Source material START
use std::path::PathBuf;

use anyhow::Context;
use eframe::egui;

use econ_atlas::app::EconAtlasApp;
use econ_atlas::data;

fn main() -> anyhow::Result<()> {
    env_logger::init();

    // One optional positional argument: the indicator table to load at
    // startup. A failed startup load aborts rather than opening an
    // empty-but-wrong session.
    let source: Option<PathBuf> = std::env::args_os().nth(1).map(PathBuf::from);
    let dataset = source
        .map(|path| {
            data::loader::load_file(&path)
                .with_context(|| format!("loading {}", path.display()))
        })
        .transpose()?;

    let options = eframe::NativeOptions {
        viewport: egui::ViewportBuilder::default()
            .with_inner_size([1200.0, 800.0])
            .with_min_inner_size([600.0, 400.0]),
        ..Default::default()
    };

    eframe::run_native(
        "Econ Atlas – Global Economy Indicators",
        options,
        Box::new(move |_cc| {
            let mut app = EconAtlasApp::default();
            if let Some(dataset) = dataset {
                log::info!(
                    "loaded {} records across {} years",
                    dataset.len(),
                    dataset.years.len()
                );
                app.state.set_dataset(dataset);
            }
            Ok(Box::new(app))
        }),
    )
    .map_err(|e| anyhow::anyhow!("failed to start UI: {e}"))
}
use std::path::Path;

use log::warn;
use serde::Deserialize;
use serde_json::Value as JsonValue;

use super::loader::LoadError;

// ---------------------------------------------------------------------------
// Country shapes – the geographic join collaborator
// ---------------------------------------------------------------------------

/// Outline of one country, keyed by the same string id scheme as
/// `IndicatorRecord::country_id`. Geometry is stored, never interpreted:
/// the map view joins by id and hands the rings straight to the plot layer.
#[derive(Debug, Clone)]
pub struct CountryShape {
    pub id: String,
    /// Display name from `properties.name`, when the file carries one.
    pub name: Option<String>,
    /// Outer rings in lon/lat, one per polygon of the (multi)polygon.
    pub rings: Vec<Vec<[f64; 2]>>,
}

/// All shapes from one GeoJSON file.
#[derive(Debug, Clone, Default)]
pub struct ShapeSet {
    pub shapes: Vec<CountryShape>,
}

impl ShapeSet {
    pub fn len(&self) -> usize {
        self.shapes.len()
    }

    pub fn is_empty(&self) -> bool {
        self.shapes.is_empty()
    }
}

// ---------------------------------------------------------------------------
// GeoJSON parsing
// ---------------------------------------------------------------------------

/// Outer GeoJSON structure. `coordinates` nesting depends on the geometry
/// kind, so it stays a raw value until we know which ring walk to apply.
#[derive(Debug, Deserialize)]
struct FeatureCollection {
    #[serde(default)]
    features: Vec<Feature>,
}

#[derive(Debug, Deserialize)]
struct Feature {
    #[serde(default)]
    id: Option<JsonValue>,
    #[serde(default)]
    properties: Option<serde_json::Map<String, JsonValue>>,
    #[serde(default)]
    geometry: Option<Geometry>,
}

#[derive(Debug, Deserialize)]
struct Geometry {
    #[serde(rename = "type")]
    kind: String,
    #[serde(default)]
    coordinates: JsonValue,
}

/// Load country outlines from a GeoJSON FeatureCollection. Features without
/// a usable id or geometry are skipped with a warning; Polygon and
/// MultiPolygon are the only recognized geometry kinds.
pub fn load_geojson(path: &Path) -> Result<ShapeSet, LoadError> {
    let text = std::fs::read_to_string(path).map_err(|source| LoadError::Io {
        path: path.to_path_buf(),
        source,
    })?;
    parse_geojson(&text)
}

/// Parse GeoJSON text into a [`ShapeSet`].
pub fn parse_geojson(text: &str) -> Result<ShapeSet, LoadError> {
    let collection: FeatureCollection = serde_json::from_str(text)?;

    let mut shapes = Vec::with_capacity(collection.features.len());
    for (i, feature) in collection.features.iter().enumerate() {
        let Some(id) = feature_id(feature) else {
            warn!("skipping feature {i}: no id");
            continue;
        };

        let Some(geometry) = &feature.geometry else {
            warn!("skipping feature {id}: no geometry");
            continue;
        };

        let rings = match geometry.kind.as_str() {
            "Polygon" => polygon_rings(&geometry.coordinates, &id)?,
            "MultiPolygon" => {
                let polys = geometry.coordinates.as_array().ok_or_else(|| {
                    LoadError::Malformed(format!("feature {id}: MultiPolygon coordinates"))
                })?;
                let mut rings = Vec::new();
                for poly in polys {
                    rings.extend(polygon_rings(poly, &id)?);
                }
                rings
            }
            other => {
                warn!("skipping feature {id}: unsupported geometry '{other}'");
                continue;
            }
        };

        let name = feature
            .properties
            .as_ref()
            .and_then(|p| p.get("name"))
            .and_then(|v| v.as_str())
            .map(|s| s.trim().to_string());

        shapes.push(CountryShape { id, name, rings });
    }

    Ok(ShapeSet { shapes })
}

/// The join key: `id` on the feature, falling back to `properties.id`.
/// Numeric ids are stringified so they match the coerced `country_id`.
fn feature_id(feature: &Feature) -> Option<String> {
    let raw = feature.id.as_ref().or_else(|| {
        feature
            .properties
            .as_ref()
            .and_then(|p| p.get("id"))
    })?;
    match raw {
        JsonValue::String(s) if !s.trim().is_empty() => Some(s.trim().to_string()),
        JsonValue::Number(n) => match n.as_i64() {
            Some(i) => Some(i.to_string()),
            None => Some(n.to_string()),
        },
        _ => None,
    }
}

/// Outer ring of one polygon (holes are dropped; the map fills whole
/// countries).
fn polygon_rings(coordinates: &JsonValue, id: &str) -> Result<Vec<Vec<[f64; 2]>>, LoadError> {
    let rings = coordinates
        .as_array()
        .ok_or_else(|| LoadError::Malformed(format!("feature {id}: Polygon coordinates")))?;

    let Some(outer) = rings.first() else {
        return Ok(Vec::new());
    };
    let points = outer
        .as_array()
        .ok_or_else(|| LoadError::Malformed(format!("feature {id}: ring is not an array")))?;

    let mut ring = Vec::with_capacity(points.len());
    for point in points {
        let pair = point
            .as_array()
            .filter(|p| p.len() >= 2)
            .ok_or_else(|| LoadError::Malformed(format!("feature {id}: bad position")))?;
        let lon = pair[0]
            .as_f64()
            .ok_or_else(|| LoadError::Malformed(format!("feature {id}: bad longitude")))?;
        let lat = pair[1]
            .as_f64()
            .ok_or_else(|| LoadError::Malformed(format!("feature {id}: bad latitude")))?;
        ring.push([lon, lat]);
    }
    Ok(vec![ring])
}
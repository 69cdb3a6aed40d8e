use std::collections::BTreeMap;

use eframe::egui::{Color32, Stroke, Ui};
use egui_plot::{Plot, PlotPoints, Polygon};

use crate::color::DivergingScale;
use crate::state::AppState;

// ---------------------------------------------------------------------------
// Choropleth – metric by country for the active year
// ---------------------------------------------------------------------------

/// World map shaded by the selected metric. The join is purely by string
/// id: `country_id` against the shape file's feature ids. Countries with no
/// joined value, or an exact zero (the source's "no data"), stay gray.
pub fn choropleth(ui: &mut Ui, state: &AppState) {
    let Some(_ds) = &state.dataset else {
        ui.centered_and_justified(|ui: &mut Ui| {
            ui.heading("Open an indicator table to begin  (File → Open data…)");
        });
        return;
    };
    let Some(shapes) = &state.shapes else {
        ui.centered_and_justified(|ui: &mut Ui| {
            ui.heading("Open a GeoJSON shape file to see the map  (File → Open map…)");
        });
        return;
    };

    let values: BTreeMap<&str, f64> = state
        .year_records()
        .into_iter()
        .filter_map(|r| {
            r.numeric(&state.metric)
                .map(|v| (r.country_id.as_str(), v))
        })
        .collect();

    // Zeros mean "no data" in this table; keep them off the color ramp.
    let scale = DivergingScale::from_values(
        values.values().copied().filter(|v| *v != 0.0),
    );

    Plot::new("choropleth")
        .data_aspect(1.0)
        .show_axes(false)
        .show_grid(false)
        .show(ui, |plot_ui| {
            for shape in &shapes.shapes {
                let fill = match (values.get(shape.id.as_str()), &scale) {
                    (Some(&v), Some(scale)) if v != 0.0 => scale.color_for(v),
                    _ => DivergingScale::no_data(),
                };

                for ring in &shape.rings {
                    let polygon = Polygon::new(PlotPoints::from(ring.clone()))
                        .fill_color(fill)
                        .stroke(Stroke::new(0.5, Color32::WHITE));
                    plot_ui.polygon(polygon);
                }
            }
        });
}
// ---------------------------------------------------------------------------
// Tests
// ---------------------------------------------------------------------------

#[cfg(test)]
mod tests {
    use super::*;
    use crate::data::model::NUMERIC_FIELDS;

    /// Build CSV text with the full 26-column source header; each row maps
    /// canonical field name → cell text, unlisted cells stay empty.
    fn build_csv(rows: &[Vec<(&str, &str)>]) -> String {
        let mut wtr = csv::Writer::from_writer(Vec::new());
        wtr.write_record(RENAME_TABLE.iter().map(|(s, _)| *s))
            .unwrap();
        for row in rows {
            let cells: Vec<String> = RENAME_TABLE
                .iter()
                .map(|(_, canonical)| {
                    row.iter()
                        .find(|(k, _)| k == canonical)
                        .map(|(_, v)| (*v).to_string())
                        .unwrap_or_default()
                })
                .collect();
            wtr.write_record(&cells).unwrap();
        }
        String::from_utf8(wtr.into_inner().unwrap()).unwrap()
    }

    #[test]
    fn rename_table_is_a_bijection() {
        assert_eq!(RENAME_TABLE.len(), 26);

        let sources: BTreeSet<&str> = RENAME_TABLE.iter().map(|(s, _)| *s).collect();
        let canonicals: BTreeSet<&str> = RENAME_TABLE.iter().map(|(_, c)| *c).collect();
        assert_eq!(sources.len(), 26, "duplicate source names");
        assert_eq!(canonicals.len(), 26, "two sources collide on one canonical name");

        // The canonical side is exactly the record's fields.
        let mut expected: BTreeSet<&str> =
            ["country_id", "country", "year", "currency"].into_iter().collect();
        expected.extend(NUMERIC_FIELDS);
        assert_eq!(canonicals, expected);
    }

    #[test]
    fn absent_cells_become_zero() {
        let csv = build_csv(&[vec![
            ("country_id", "840"),
            ("country", "USA"),
            ("year", "2020"),
            ("population", "331000000"),
        ]]);
        let ds = parse_csv(csv.as_bytes()).unwrap();
        assert_eq!(ds.len(), 1);
        let rec = &ds.records[0];
        assert_eq!(rec.population, 331_000_000.0);
        for field in NUMERIC_FIELDS {
            if *field != "population" {
                assert_eq!(rec.numeric(field), Some(0.0), "{field}");
            }
        }
    }

    #[test]
    fn text_fields_are_trimmed_and_stringly() {
        let csv = build_csv(&[vec![
            ("country_id", " 840 "),
            ("country", "  United States "),
            ("currency", " US Dollar "),
            ("year", "2020"),
        ]]);
        let ds = parse_csv(csv.as_bytes()).unwrap();
        let rec = &ds.records[0];
        assert_eq!(rec.country_id, "840");
        assert_eq!(rec.country, "United States");
        assert_eq!(rec.currency, "US Dollar");
        assert_eq!(rec.year, 2020);
    }

    #[test]
    fn header_whitespace_is_tolerated() {
        // Hand-rolled header with padded names; quoting keeps inner commas.
        let mut csv = String::new();
        for (i, (source, _)) in RENAME_TABLE.iter().enumerate() {
            if i > 0 {
                csv.push(',');
            }
            csv.push_str(&format!("\" {source} \""));
        }
        csv.push('\n');
        // 26 cells: id, country, year, then 23 blanks.
        csv.push_str("1,Albania,1999");
        csv.push_str(&",".repeat(23));
        csv.push('\n');

        let ds = parse_csv(csv.as_bytes()).unwrap();
        assert_eq!(ds.records[0].country, "Albania");
        assert_eq!(ds.records[0].year, 1999);
    }

    #[test]
    fn missing_column_is_a_schema_mismatch() {
        let mut wtr = csv::Writer::from_writer(Vec::new());
        wtr.write_record(
            RENAME_TABLE
                .iter()
                .filter(|(_, c)| *c != "gdp")
                .map(|(s, _)| *s),
        )
        .unwrap();
        let csv = String::from_utf8(wtr.into_inner().unwrap()).unwrap();

        let err = parse_csv(csv.as_bytes()).unwrap_err();
        match err {
            LoadError::SchemaMismatch { column } => {
                assert_eq!(column, "Gross Domestic Product (GDP)")
            }
            other => panic!("expected SchemaMismatch, got {other:?}"),
        }
    }

    #[test]
    fn garbage_numeric_cell_is_a_parse_error() {
        let csv = build_csv(&[vec![
            ("country_id", "840"),
            ("country", "USA"),
            ("year", "2020"),
            ("gdp", "not-a-number"),
        ]]);
        let err = parse_csv(csv.as_bytes()).unwrap_err();
        match err {
            LoadError::Parse { row, column, value } => {
                assert_eq!(row, 0);
                assert_eq!(column, "gdp");
                assert_eq!(value, "not-a-number");
            }
            other => panic!("expected Parse, got {other:?}"),
        }
    }

    #[test]
    fn float_encoded_year_is_accepted() {
        let csv = build_csv(&[vec![
            ("country_id", "840"),
            ("country", "USA"),
            ("year", "2020.0"),
        ]]);
        let ds = parse_csv(csv.as_bytes()).unwrap();
        assert_eq!(ds.records[0].year, 2020);
    }

    #[test]
    fn duplicate_country_year_keeps_first() {
        let csv = build_csv(&[
            vec![("country_id", "840"), ("country", "USA"), ("year", "2020"), ("gdp", "1.0")],
            vec![("country_id", "840"), ("country", "USA"), ("year", "2020"), ("gdp", "2.0")],
            vec![("country_id", "840"), ("country", "USA"), ("year", "2021"), ("gdp", "3.0")],
        ]);
        let ds = parse_csv(csv.as_bytes()).unwrap();
        assert_eq!(ds.len(), 2);
        assert_eq!(ds.records[0].gdp, 1.0);
        assert_eq!(ds.records[1].year, 2021);
    }

    #[test]
    fn unknown_extension_is_rejected() {
        let err = load_file(Path::new("indicators.txt")).unwrap_err();
        assert!(matches!(err, LoadError::UnsupportedFormat(ext) if ext == "txt"));
    }

    #[test]
    fn unreadable_path_is_an_io_error() {
        let err = load_file(Path::new("/no/such/dir/indicators.csv")).unwrap_err();
        assert!(matches!(err, LoadError::Io { .. }));
    }

    #[test]
    fn json_records_parse_with_numeric_ids() {
        let mut obj = serde_json::Map::new();
        for (source, canonical) in RENAME_TABLE {
            let v = match *canonical {
                "country_id" => serde_json::json!(840),
                "country" => serde_json::json!(" USA "),
                "year" => serde_json::json!(2020),
                "currency" => serde_json::json!("US Dollar"),
                "gdp" => serde_json::json!(21.0),
                _ => JsonValue::Null,
            };
            obj.insert((*source).to_string(), v);
        }
        let text = serde_json::to_string(&vec![JsonValue::Object(obj)]).unwrap();

        let ds = parse_json(&text).unwrap();
        assert_eq!(ds.len(), 1);
        let rec = &ds.records[0];
        assert_eq!(rec.country_id, "840");
        assert_eq!(rec.country, "USA");
        assert_eq!(rec.gdp, 21.0);
        assert_eq!(rec.exports, 0.0);
    }

    #[test]
    fn json_missing_column_is_a_schema_mismatch() {
        let mut obj = serde_json::Map::new();
        for (source, canonical) in RENAME_TABLE {
            if *canonical == "population" {
                continue;
            }
            obj.insert((*source).to_string(), JsonValue::Null);
        }
        let text = serde_json::to_string(&vec![JsonValue::Object(obj)]).unwrap();

        let err = parse_json(&text).unwrap_err();
        assert!(
            matches!(err, LoadError::SchemaMismatch { ref column } if column == "Population"),
            "{err:?}"
        );
    }
}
Source material END
# Task prompt
Output, from the data above, the lines from the line with "use std::path::Path;" to the line with "geographic join collaborator" exactly as they stand, both ends included and nothing else.

# Expected answer
use std::path::Path;

use log::warn;
use serde::Deserialize;
use serde_json::Value as JsonValue;

use super::loader::LoadError;

// ---------------------------------------------------------------------------
// Country shapes – the geographic join collaborator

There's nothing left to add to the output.